Some of the oldtimers going to see the Roots of Rock and Roll Vol. 35 show Saturday at the Benedum were probably reminded of the scene in 1961 when Porky Chedwick's live remote shut down the same street Downtown.
There were so many people going in and out between the 5 and 8:30 p.m. shows, it was human gridlock on 7th and Penn.
That's how much Pittsburghers love their oldies, and they packed the theater twice on "Jimmy Beaumont and the Skyliners Day," as decreed by Mayor Luke Ravenstahl.
The concert celebrated the 50th anniversary of the group and its hit "Since I Don't Have You," and sitting in the wings for the occasion was none other than the Daddio of the Raddio, who's reversed his move to Florida and come back home.
The Skyliners, sporting blinding white suits with gold trim and rhinestones, capped a three-hour show with a 13-song set that displayed the group's range, from the heavenly modern ballads of Donna Groom to Dick Muse's bubbly "Nip Sip." Beaumont unselfishly showed off the rest of his group, as well as his ability to sing the backup bass parts.

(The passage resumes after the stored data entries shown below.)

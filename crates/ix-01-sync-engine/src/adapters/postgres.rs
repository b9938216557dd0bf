//! # PostgreSQL Block Store
//!
//! `sqlx` implementation of `BlockStore` and `BlockReader`.
//!
//! Schema:
//!
//! ```text
//! blocks(height BIGINT PK, hash TEXT UNIQUE, timestamp TIMESTAMPTZ, anchor_height BIGINT)
//! transactions(txid TEXT PK, block_height BIGINT FK, data JSONB, status SMALLINT, settlement_ids TEXT[])
//! ```

use async_trait::async_trait;
use chrono::{DateTime, Utc};
use sqlx::postgres::{PgPool, PgPoolOptions, PgRow};
use sqlx::types::Json;
use sqlx::Row;
use std::time::Duration;
use tracing::{info, warn};

use crate::config::DatabaseConfig;
use crate::domain::{Block, BlockHeader, StoreError, SyncError, Transaction, TxStatus};
use crate::ports::{BlockReader, BlockStore};

const UPSERT_BLOCK: &str = "\
    INSERT INTO blocks (height, hash, timestamp, anchor_height) \
    VALUES ($1, $2, $3, $4) \
    ON CONFLICT (height) DO UPDATE SET \
        hash = EXCLUDED.hash, \
        timestamp = EXCLUDED.timestamp, \
        anchor_height = EXCLUDED.anchor_height";

const UPSERT_TRANSACTION: &str = "\
    INSERT INTO transactions (txid, block_height, data, status, settlement_ids) \
    VALUES ($1, $2, $3, $4, $5) \
    ON CONFLICT (txid) DO UPDATE SET \
        block_height = EXCLUDED.block_height, \
        data = EXCLUDED.data, \
        status = EXCLUDED.status, \
        settlement_ids = EXCLUDED.settlement_ids";

const BLOCK_COLUMNS: &str = "height, hash, timestamp, anchor_height";
const TRANSACTION_COLUMNS: &str = "txid, block_height, data, status, settlement_ids";

impl From<sqlx::Error> for StoreError {
    fn from(err: sqlx::Error) -> Self {
        match err {
            sqlx::Error::Io(_)
            | sqlx::Error::Tls(_)
            | sqlx::Error::PoolTimedOut
            | sqlx::Error::PoolClosed
            | sqlx::Error::Configuration(_) => StoreError::Connection(err.to_string()),
            sqlx::Error::ColumnDecode { .. } | sqlx::Error::Decode(_) => {
                StoreError::Conversion(err.to_string())
            }
            other => StoreError::Query(other.to_string()),
        }
    }
}

fn to_db(value: u64, field: &str) -> Result<i64, StoreError> {
    i64::try_from(value)
        .map_err(|_| StoreError::Conversion(format!("{field} {value} exceeds BIGINT")))
}

fn from_db(value: i64, field: &str) -> Result<u64, StoreError> {
    u64::try_from(value).map_err(|_| StoreError::Conversion(format!("negative {field} {value}")))
}

fn header_from_row(row: &PgRow) -> Result<BlockHeader, StoreError> {
    Ok(BlockHeader {
        height: from_db(row.try_get("height")?, "height")?,
        hash: row.try_get("hash")?,
        timestamp: row.try_get("timestamp")?,
        anchor_height: from_db(row.try_get("anchor_height")?, "anchor_height")?,
    })
}

fn transaction_from_row(row: &PgRow) -> Result<Transaction, StoreError> {
    let code: i16 = row.try_get("status")?;
    let status = TxStatus::from_code(code)
        .ok_or_else(|| StoreError::Conversion(format!("unknown status code {code}")))?;
    let Json(payload): Json<serde_json::Value> = row.try_get("data")?;
    let settlement_ids: Option<Vec<String>> = row.try_get("settlement_ids")?;

    Ok(Transaction {
        id: row.try_get("txid")?,
        block_height: from_db(row.try_get("block_height")?, "block_height")?,
        payload,
        status,
        settlement_ids: settlement_ids.unwrap_or_default(),
    })
}

/// Pool settings derived from `DatabaseConfig`.
pub fn pool_options(config: &DatabaseConfig) -> PgPoolOptions {
    PgPoolOptions::new()
        .max_connections(config.max_connections)
        .min_connections(config.min_connections)
        .idle_timeout(Duration::from_secs(config.idle_timeout_secs))
        .max_lifetime(Duration::from_secs(config.max_lifetime_secs))
        .acquire_timeout(Duration::from_secs(config.acquire_timeout_secs))
}

/// Block store backed by a PostgreSQL pool.
#[derive(Clone)]
pub struct PgBlockStore {
    pool: PgPool,
}

impl PgBlockStore {
    /// Wrap an existing pool.
    pub fn new(pool: PgPool) -> Self {
        Self { pool }
    }

    /// Connect, retrying up to `connect_attempts` times.
    ///
    /// Exhausting the budget is fatal (`SyncError::Startup`).
    pub async fn connect_with_retry(config: &DatabaseConfig) -> Result<Self, SyncError> {
        config.validate()?;
        let attempts = config.connect_attempts;
        let delay = Duration::from_millis(config.connect_retry_delay_ms);
        let mut last_error = String::new();

        for attempt in 1..=attempts {
            match pool_options(config).connect(&config.url).await {
                Ok(pool) => {
                    info!(attempt, "[ix-01] Connected to database");
                    return Ok(Self::new(pool));
                }
                Err(e) => {
                    warn!(attempt, attempts, error = %e, "[ix-01] Database connection failed");
                    last_error = e.to_string();
                    if attempt < attempts {
                        tokio::time::sleep(delay).await;
                    }
                }
            }
        }

        Err(SyncError::Startup {
            attempts,
            reason: last_error,
        })
    }

    /// Underlying pool.
    pub fn pool(&self) -> &PgPool {
        &self.pool
    }
}

#[async_trait]
impl BlockStore for PgBlockStore {
    async fn store(&self, block: &Block) -> Result<(), StoreError> {
        let header = &block.header;
        let height = to_db(header.height, "height")?;

        // Dropping `tx` without commit rolls back.
        let mut tx = self.pool.begin().await?;

        sqlx::query(UPSERT_BLOCK)
            .bind(height)
            .bind(&header.hash)
            .bind(header.timestamp)
            .bind(to_db(header.anchor_height, "anchor_height")?)
            .execute(&mut *tx)
            .await?;

        for transaction in &block.transactions {
            sqlx::query(UPSERT_TRANSACTION)
                .bind(&transaction.id)
                .bind(to_db(transaction.block_height, "block_height")?)
                .bind(Json(&transaction.payload))
                .bind(transaction.status.code())
                .bind(transaction.settlement_ids.as_slice())
                .execute(&mut *tx)
                .await?;
        }

        tx.commit().await?;
        Ok(())
    }

    async fn max_height(&self) -> Result<Option<u64>, StoreError> {
        let max: Option<i64> = sqlx::query_scalar("SELECT MAX(height) FROM blocks")
            .fetch_one(&self.pool)
            .await?;
        max.map(|h| from_db(h, "height")).transpose()
    }
}

#[async_trait]
impl BlockReader for PgBlockStore {
    async fn block_by_height(&self, height: u64) -> Result<Option<BlockHeader>, StoreError> {
        let sql = format!("SELECT {BLOCK_COLUMNS} FROM blocks WHERE height = $1");
        let row = sqlx::query(&sql)
            .bind(to_db(height, "height")?)
            .fetch_optional(&self.pool)
            .await?;
        row.as_ref().map(header_from_row).transpose()
    }

    async fn block_by_hash(&self, hash: &str) -> Result<Option<BlockHeader>, StoreError> {
        let sql = format!("SELECT {BLOCK_COLUMNS} FROM blocks WHERE hash = $1");
        let row = sqlx::query(&sql)
            .bind(hash)
            .fetch_optional(&self.pool)
            .await?;
        row.as_ref().map(header_from_row).transpose()
    }

    async fn latest_blocks(&self, limit: u32) -> Result<Vec<BlockHeader>, StoreError> {
        let sql = format!("SELECT {BLOCK_COLUMNS} FROM blocks ORDER BY height DESC LIMIT $1");
        let rows = sqlx::query(&sql)
            .bind(i64::from(limit))
            .fetch_all(&self.pool)
            .await?;
        rows.iter().map(header_from_row).collect()
    }

    async fn transaction_by_id(&self, id: &str) -> Result<Option<Transaction>, StoreError> {
        let sql = format!("SELECT {TRANSACTION_COLUMNS} FROM transactions WHERE txid = $1");
        let row = sqlx::query(&sql)
            .bind(id)
            .fetch_optional(&self.pool)
            .await?;
        row.as_ref().map(transaction_from_row).transpose()
    }

    async fn transactions_in_block(&self, height: u64) -> Result<Vec<Transaction>, StoreError> {
        let sql = format!(
            "SELECT {TRANSACTION_COLUMNS} FROM transactions WHERE block_height = $1 ORDER BY txid"
        );
        let rows = sqlx::query(&sql)
            .bind(to_db(height, "height")?)
            .fetch_all(&self.pool)
            .await?;
        rows.iter().map(transaction_from_row).collect()
    }

    async fn latest_transactions(&self, limit: u32) -> Result<Vec<Transaction>, StoreError> {
        let sql = format!(
            "SELECT {TRANSACTION_COLUMNS} FROM transactions \
             ORDER BY block_height DESC, txid LIMIT $1"
        );
        let rows = sqlx::query(&sql)
            .bind(i64::from(limit))
            .fetch_all(&self.pool)
            .await?;
        rows.iter().map(transaction_from_row).collect()
    }

    async fn count_transactions_since(&self, since: DateTime<Utc>) -> Result<u64, StoreError> {
        let count: i64 = sqlx::query_scalar(
            "SELECT COUNT(*) FROM transactions t \
             JOIN blocks b ON b.height = t.block_height \
             WHERE b.timestamp >= $1",
        )
        .bind(since)
        .fetch_one(&self.pool)
        .await?;
        from_db(count, "count")
    }

    async fn block_count(&self) -> Result<u64, StoreError> {
        let count: i64 = sqlx::query_scalar("SELECT COUNT(*) FROM blocks")
            .fetch_one(&self.pool)
            .await?;
        from_db(count, "count")
    }
}
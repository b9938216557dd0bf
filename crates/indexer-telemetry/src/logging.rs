//! Structured logging setup.
//!
//! Development runs get a compact human readable format, containers get JSON
//! lines with target, thread, file and line fields for log shippers.

use tracing_subscriber::{layer::SubscriberExt, util::SubscriberInitExt, EnvFilter};

use crate::{TelemetryConfig, TelemetryError};

/// Install the global tracing subscriber.
///
/// Fails if a global subscriber is already set.
pub fn init_logging(config: &TelemetryConfig) -> Result<(), TelemetryError> {
    let env_filter = EnvFilter::try_from_default_env()
        .or_else(|_| EnvFilter::try_new(&config.log_level))
        .map_err(|e| TelemetryError::LoggingInit(e.to_string()))?;

    if config.json_logs {
        let json_layer = tracing_subscriber::fmt::layer()
            .json()
            .with_target(true)
            .with_thread_ids(true)
            .with_file(true)
            .with_line_number(true);

        tracing_subscriber::registry()
            .with(env_filter)
            .with(json_layer)
            .try_init()
            .map_err(|e| TelemetryError::LoggingInit(e.to_string()))
    } else {
        let fmt_layer = tracing_subscriber::fmt::layer()
            .with_target(true)
            .with_thread_ids(false)
            .with_ansi(true);

        tracing_subscriber::registry()
            .with(env_filter)
            .with(fmt_layer)
            .try_init()
            .map_err(|e| TelemetryError::LoggingInit(e.to_string()))
    }
}
//! # JSON-RPC Node Client
//!
//! JSON-RPC 2.0 over HTTP. Methods:
//!
//! | Method | Params | Result |
//! |--------|--------|--------|
//! | `getnodestatus` | `[]` | `{ "ready": bool }` |
//! | `getblockcount` | `[]` | latest height |
//! | `getblockhash` | `[height]` | hash |
//! | `getblock` | `[hash]` | `{ "timestamp", "anchor_height", "tx" }` |
//! | `gettransaction` | `[txid]` | `{ "data", "status", "settlement_ids" }` |

use async_trait::async_trait;
use chrono::{TimeZone, Utc};
use serde::de::DeserializeOwned;
use serde::Deserialize;
use serde_json::{json, Value};
use std::sync::atomic::{AtomicU64, Ordering};
use std::time::Duration;
use tracing::debug;

use crate::config::NodeClientConfig;
use crate::domain::NodeError;
use crate::ports::{NodeClient, RemoteBlock, RemoteTransaction};

#[derive(Debug, Deserialize)]
struct RpcErrorObject {
    #[serde(default)]
    code: i64,
    message: String,
}

#[derive(Debug, Deserialize)]
struct RpcResponse {
    #[serde(default)]
    result: Option<Value>,
    #[serde(default)]
    error: Option<RpcErrorObject>,
}

#[derive(Debug, Deserialize)]
struct WireNodeStatus {
    ready: bool,
}

#[derive(Debug, Deserialize)]
struct WireBlock {
    timestamp: i64,
    anchor_height: u64,
    #[serde(default)]
    tx: Vec<String>,
}

#[derive(Debug, Deserialize)]
struct WireTransaction {
    data: Value,
    status: String,
    #[serde(default)]
    settlement_ids: Option<Vec<String>>,
}

/// Map a JSON-RPC error object to a node error.
fn classify_rpc_error(code: i64, message: &str) -> NodeError {
    if message.to_ascii_lowercase().contains("not found") {
        NodeError::NotFound(message.to_string())
    } else {
        NodeError::Unavailable(format!("rpc error {code}: {message}"))
    }
}

fn decode_response<T: DeserializeOwned>(method: &str, body: Value) -> Result<T, NodeError> {
    let response: RpcResponse = serde_json::from_value(body)
        .map_err(|e| NodeError::Malformed(format!("{method}: invalid envelope: {e}")))?;

    if let Some(err) = response.error {
        return Err(classify_rpc_error(err.code, &err.message));
    }

    let result = response
        .result
        .ok_or_else(|| NodeError::Malformed(format!("{method}: missing result")))?;
    serde_json::from_value(result).map_err(|e| NodeError::Malformed(format!("{method}: {e}")))
}

fn into_remote_block(wire: WireBlock) -> Result<RemoteBlock, NodeError> {
    let timestamp = Utc
        .timestamp_opt(wire.timestamp, 0)
        .single()
        .ok_or_else(|| NodeError::Malformed(format!("invalid timestamp {}", wire.timestamp)))?;
    Ok(RemoteBlock {
        timestamp,
        anchor_height: wire.anchor_height,
        transaction_ids: wire.tx,
    })
}

fn into_remote_transaction(wire: WireTransaction) -> RemoteTransaction {
    RemoteTransaction {
        payload: wire.data,
        status: wire.status,
        settlement_ids: wire.settlement_ids,
    }
}

/// Node client speaking JSON-RPC over HTTP.
pub struct JsonRpcNodeClient {
    http: reqwest::Client,
    url: String,
    next_id: AtomicU64,
}

impl JsonRpcNodeClient {
    /// Build a client for `config.url`.
    pub fn new(config: &NodeClientConfig) -> Result<Self, NodeError> {
        let http = reqwest::Client::builder()
            .timeout(Duration::from_millis(config.request_timeout_ms))
            .build()
            .map_err(|e| NodeError::Unavailable(format!("http client: {e}")))?;
        Ok(Self {
            http,
            url: config.url.clone(),
            next_id: AtomicU64::new(1),
        })
    }

    /// Endpoint URL.
    pub fn url(&self) -> &str {
        &self.url
    }

    async fn call<T: DeserializeOwned>(&self, method: &str, params: Value) -> Result<T, NodeError> {
        let id = self.next_id.fetch_add(1, Ordering::Relaxed);
        let request = json!({
            "jsonrpc": "2.0",
            "id": id,
            "method": method,
            "params": params,
        });
        debug!(id, method, "[ix-01] RPC request");

        let response = self
            .http
            .post(&self.url)
            .json(&request)
            .send()
            .await
            .map_err(|e| NodeError::Unavailable(format!("{method}: {e}")))?;

        let status = response.status();
        let bytes = response
            .bytes()
            .await
            .map_err(|e| NodeError::Unavailable(format!("{method}: {e}")))?;

        match serde_json::from_slice::<Value>(&bytes) {
            Ok(body) => decode_response(method, body),
            Err(_) if !status.is_success() => {
                Err(NodeError::Unavailable(format!("{method}: HTTP {status}")))
            }
            Err(e) => Err(NodeError::Malformed(format!("{method}: {e}"))),
        }
    }
}

#[async_trait]
impl NodeClient for JsonRpcNodeClient {
    async fn is_ready(&self) -> Result<bool, NodeError> {
        let status: WireNodeStatus = self.call("getnodestatus", json!([])).await?;
        Ok(status.ready)
    }

    async fn chain_height(&self) -> Result<u64, NodeError> {
        self.call("getblockcount", json!([])).await
    }

    async fn block_hash(&self, height: u64) -> Result<String, NodeError> {
        self.call("getblockhash", json!([height])).await
    }

    async fn block(&self, hash: &str) -> Result<RemoteBlock, NodeError> {
        let wire: WireBlock = self.call("getblock", json!([hash])).await?;
        into_remote_block(wire)
    }

    async fn transaction(&self, id: &str) -> Result<RemoteTransaction, NodeError> {
        let wire: WireTransaction = self.call("gettransaction", json!([id])).await?;
        Ok(into_remote_transaction(wire))
    }
}
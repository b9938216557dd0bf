//! In-memory block store.
//!
//! Implements `BlockStore` and `BlockReader` with the same upsert and
//! uniqueness rules as the PostgreSQL adapter. A single write lock makes
//! every `store` call all-or-nothing.

use async_trait::async_trait;
use chrono::{DateTime, Utc};
use parking_lot::RwLock;
use std::collections::{BTreeMap, HashMap};
use std::sync::atomic::{AtomicU32, Ordering};

use crate::domain::{Block, BlockHeader, StoreError, Transaction};
use crate::ports::{BlockReader, BlockStore};

#[derive(Default)]
struct Tables {
    blocks: BTreeMap<u64, BlockHeader>,
    hashes: HashMap<String, u64>,
    transactions: HashMap<String, Transaction>,
}

/// Block store backed by process memory.
#[derive(Default)]
pub struct MemoryBlockStore {
    tables: RwLock<Tables>,
    failing_stores: AtomicU32,
}

impl MemoryBlockStore {
    /// Create an empty store.
    pub fn new() -> Self {
        Self::default()
    }

    /// Make the next `count` calls to `store` fail without writing.
    pub fn fail_next_stores(&self, count: u32) {
        self.failing_stores.store(count, Ordering::SeqCst);
    }

    /// Number of stored transactions.
    pub fn transaction_count(&self) -> usize {
        self.tables.read().transactions.len()
    }

    fn take_injected_failure(&self) -> bool {
        self.failing_stores
            .fetch_update(Ordering::SeqCst, Ordering::SeqCst, |n| n.checked_sub(1))
            .is_ok()
    }
}

#[async_trait]
impl BlockStore for MemoryBlockStore {
    async fn store(&self, block: &Block) -> Result<(), StoreError> {
        if self.take_injected_failure() {
            return Err(StoreError::Connection("injected failure".to_string()));
        }

        let header = &block.header;
        let mut tables = self.tables.write();

        // Validate before mutating anything.
        if let Some(&owner) = tables.hashes.get(&header.hash) {
            if owner != header.height {
                return Err(StoreError::Query(format!(
                    "duplicate block hash {} (held by height {owner})",
                    header.hash
                )));
            }
        }

        if let Some(previous) = tables.blocks.insert(header.height, header.clone()) {
            if previous.hash != header.hash {
                tables.hashes.remove(&previous.hash);
            }
        }
        tables.hashes.insert(header.hash.clone(), header.height);

        for tx in &block.transactions {
            tables.transactions.insert(tx.id.clone(), tx.clone());
        }

        Ok(())
    }

    async fn max_height(&self) -> Result<Option<u64>, StoreError> {
        Ok(self.tables.read().blocks.keys().next_back().copied())
    }
}

#[async_trait]
impl BlockReader for MemoryBlockStore {
    async fn block_by_height(&self, height: u64) -> Result<Option<BlockHeader>, StoreError> {
        Ok(self.tables.read().blocks.get(&height).cloned())
    }

    async fn block_by_hash(&self, hash: &str) -> Result<Option<BlockHeader>, StoreError> {
        let tables = self.tables.read();
        Ok(tables
            .hashes
            .get(hash)
            .and_then(|height| tables.blocks.get(height))
            .cloned())
    }

    async fn latest_blocks(&self, limit: u32) -> Result<Vec<BlockHeader>, StoreError> {
        Ok(self
            .tables
            .read()
            .blocks
            .values()
            .rev()
            .take(limit as usize)
            .cloned()
            .collect())
    }

    async fn transaction_by_id(&self, id: &str) -> Result<Option<Transaction>, StoreError> {
        Ok(self.tables.read().transactions.get(id).cloned())
    }

    async fn transactions_in_block(&self, height: u64) -> Result<Vec<Transaction>, StoreError> {
        let mut txs: Vec<Transaction> = self
            .tables
            .read()
            .transactions
            .values()
            .filter(|tx| tx.block_height == height)
            .cloned()
            .collect();
        txs.sort_by(|a, b| a.id.cmp(&b.id));
        Ok(txs)
    }

    async fn latest_transactions(&self, limit: u32) -> Result<Vec<Transaction>, StoreError> {
        let mut txs: Vec<Transaction> = self.tables.read().transactions.values().cloned().collect();
        txs.sort_by(|a, b| b.block_height.cmp(&a.block_height).then(a.id.cmp(&b.id)));
        txs.truncate(limit as usize);
        Ok(txs)
    }

    async fn count_transactions_since(&self, since: DateTime<Utc>) -> Result<u64, StoreError> {
        let tables = self.tables.read();
        let count = tables
            .transactions
            .values()
            .filter(|tx| {
                tables
                    .blocks
                    .get(&tx.block_height)
                    .is_some_and(|b| b.timestamp >= since)
            })
            .count();
        Ok(count as u64)
    }

    async fn block_count(&self) -> Result<u64, StoreError> {
        Ok(self.tables.read().blocks.len() as u64)
    }
}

Beaumont took the lead for a few Skyliners standards in the mold of "Since I Don't Have You" and then laid it out all out there in the finale, putting all of his being into hitting the high notes on that 1959 classic.
The Skyliners had a tough act to follow coming after Terry Johnson's Flamingos, who had their own smash hit in 1959. Johnson, two years older than Beaumont, at 70, is one smooth operator, with a tenor that's as creamy as it gets. It's astounding that his vocal on the sublime "I Only Have Eyes for You" could sound so close to the way he sang it at 20. And you should have seen the outrageous black-and-gold suits!
Fans were also treated to a version of The Vogues not seen in these parts for more than 20 years -- a full-bodied quintet flanked by original lead singer Bill Burkette and first tenor Hugh Geyer. Despite looking like a distinguished, white-haired CEO, Burkette delivered a convincing "Five O'Clock World," along with faves like "Magic Town" and "You're the One."
As always, 14-year-old phenom Kid Kyle brought down the house, with a pair of Frankie Lymon hits. Barbara Lynn, from Beaumont, Texas, donned her guitar to belted out "You'll Lose a Good Thing," and also rising to the occasion were Charles Weldon, Millard Edwards and Luther McDaniels.
Pittsburghers are lucky to still have Beaumont and Porky and a promoter like Henry DeLuca who only serves up the real thing.